These disparities, however, are hidden within the purity discourse. As the purity discourse focuses almost exclusively on environmental beauty, it largely silences social and cultural realities of a highly diverse population and the social inequality associated with such diversity. For example, the country is comprised of 15 % Maori and has the largest Pacific population in the world at 7 %. Furthermore, Aotearoa New Zealand’s population is growing due to immigration mostly from Asian countries (Statistics New Zealand 2015). Environments that are highly diverse, such as Aotearoa New Zealand, need to take issues of diversity seriously: in the case of Aotearoa New Zealand, such diversity pay attention to the ways that diversity and inequality are interlinked; within the political food landscape, the linkages between diversity and inequality often result in some people being food secure while others are not.
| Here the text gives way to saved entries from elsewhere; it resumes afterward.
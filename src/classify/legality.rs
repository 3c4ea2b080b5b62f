//! Word-count legality.

use serde::Serialize;

/// House-rule word limit.
pub const TWENTY: usize = 20;

/// Outcome of classifying one normalized text.
#[derive(Debug, Clone, Copy, PartialEq, Eq, Serialize)]
pub struct Verdict {
    pub legal: bool,
    pub word_count: usize,
}

/// Counts words and compares against a fixed limit.
#[derive(Debug, Clone, Copy, PartialEq, Eq)]
pub struct LegalityClassifier {
    max_words: usize,
}

impl Default for LegalityClassifier {
    fn default() -> Self {
        Self { max_words: TWENTY }
    }
}

impl LegalityClassifier {
    #[must_use]
    pub fn new(max_words: usize) -> Self {
        Self { max_words }
    }

    #[must_use]
    pub fn max_words(&self) -> usize {
        self.max_words
    }

    /// Classifies already-normalized text.
    ///
    /// Words are the pieces between single spaces, so `""` is one (empty)
    /// word and a double space contributes an empty word.
    #[must_use]
    pub fn classify(&self, normalized: &str) -> Verdict {
        let word_count = word_count(normalized);
        Verdict {
            legal: word_count <= self.max_words,
            word_count,
        }
    }
}

/// Number of `' '`-separated tokens, empty tokens included.
#[must_use]
pub fn word_count(normalized: &str) -> usize {
    normalized.split(' ').count()
}
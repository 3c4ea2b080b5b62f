//! Rules-text normalization ahead of word counting.

use std::sync::LazyLock;

use regex::Regex;

/// Phrases removed verbatim after reminder text and whitespace cleanup.
pub const DEFAULT_FILTER_PHRASES: &[&str] =
    &["This spell costs {1} more to cast for each target beyond the first."];

/// Literal backslash-n escape as stored in the snapshot's `text` column.
const ESCAPED_NEWLINE: &str = "\\n";

/// Parenthesized reminder text. Non-nesting; empty `()` is left alone.
#[allow(clippy::expect_used)]
static REMINDER_TEXT: LazyLock<Regex> =
    LazyLock::new(|| Regex::new(r"\([^)]+\)").expect("reminder text regex is valid"));

#[allow(clippy::expect_used)]
static WHITESPACE_RUN: LazyLock<Regex> =
    LazyLock::new(|| Regex::new(r"\s+").expect("whitespace regex is valid"));

/// Strips reminder text and filter phrases from a card's rules text.
#[derive(Debug, Clone, PartialEq, Eq)]
pub struct TextNormalizer {
    filter_phrases: Vec<String>,
}

impl Default for TextNormalizer {
    fn default() -> Self {
        Self::with_filter_phrases(DEFAULT_FILTER_PHRASES.iter().copied())
    }
}

impl TextNormalizer {
    #[must_use]
    pub fn with_filter_phrases<I, S>(phrases: I) -> Self
    where
        I: IntoIterator<Item = S>,
        S: Into<String>,
    {
        Self {
            filter_phrases: phrases
                .into_iter()
                .map(Into::into)
                .filter(|phrase: &String| !phrase.is_empty())
                .collect(),
        }
    }

    #[must_use]
    pub fn filter_phrases(&self) -> &[String] {
        &self.filter_phrases
    }

    /// Normalizes `raw` rules text.
    ///
    /// 1. escaped `\n` sequences become spaces
    /// 2. `(...)` reminder text is removed
    /// 3. trimmed, whitespace runs collapsed to a single space
    /// 4. filter phrases removed, trimmed again
    #[must_use]
    pub fn normalize(&self, raw: &str) -> String {
        let unescaped = raw.replace(ESCAPED_NEWLINE, " ");
        let without_reminders = REMINDER_TEXT.replace_all(&unescaped, "");
        let collapsed = WHITESPACE_RUN
            .replace_all(without_reminders.trim(), " ")
            .into_owned();

        let filtered = self
            .filter_phrases
            .iter()
            .fold(collapsed, |text, phrase| text.replace(phrase.as_str(), ""));
        filtered.trim().to_string()
    }
}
Furthermore, in acknowledging that food insecurity is not only about having enough food but also about having healthy and affordable food, a food secure Aotearoa New Zealand would need to significantly take into consideration the quality and accessibility of available food so that all people, regardless of ethnicity or socioeconomic opportunities, have the same opportunities to eat well and live healthfully.

Secondly, one of the most common underlying premises of food sovereignty is that food should be culturally appropriate. With such a diverse population, deciding cultural appropriateness is challenging. Not only is there a problem about what exactly is culturally appropriate, but perhaps more challenging is determining who decides. In Aotearoa New Zealand, for example, the challenge of cultural appropriateness is evident in the supermarket landscape. While there are several fresh produce and specialty shops throughout the main urban areas catering to niche consumers such as particular immigrant communities, two supermarket companies dominate the market share. Such a duopoly results in a variety of political realities that consumers face on a daily basis including the displacement of a more diverse food landscape represented by local ownership, and the exploitation of workers in both the consumption and production ends of the supermarkets’ ever lengthening commodity chains. However, low prices and the speciousness of “choice” do the important work of placating the consumer to keep such unpalatable politics hidden and uncontentious (Dixon and Isaacs 2013). In our modern society, supermarkets may in fact be the most culturally appropriate way to provide (mostly urban) people with eating options. However, they compromise other opportunities for eating more culturally appropriate foods and promoting an economy which produces and processes foods that do not make their way to the supermarket aisles. It is these other foods and these other people involved in the production of such foods that are ignored in the purity discourse.

Finally, notions of food sovereignty emphasize a preference for domestic production and self-sufficiency. This last premise is perhaps the most troubling for Aotearoa New Zealand due to its cooption of the purity discourse. Firstly, Aotearoa New Zealand is an exporting nation. As a former colony, food was originally produced for and exported to Britain. The terms of trade changed when Britain entered the European Economic Community (EEC), and Aotearoa New Zealand’s agricultural sector expanded to where currently 95 % of all agricultural production is slated for export (New Zealand Trade and Enterprise, n.d.). The dairy sector is the most significant actor and accounts for roughly one third of the global dairy trade (ibid.) through exporting nearly 95 % of its milk production (Dairy Companies Association of New Zealand, n.d.). The results of this over-reliance on agricultural exports for economic security are visible throughout the country where over 50 % of the land is used for agriculture, predominantly in the form of pasture (Statistics New Zealand 2008).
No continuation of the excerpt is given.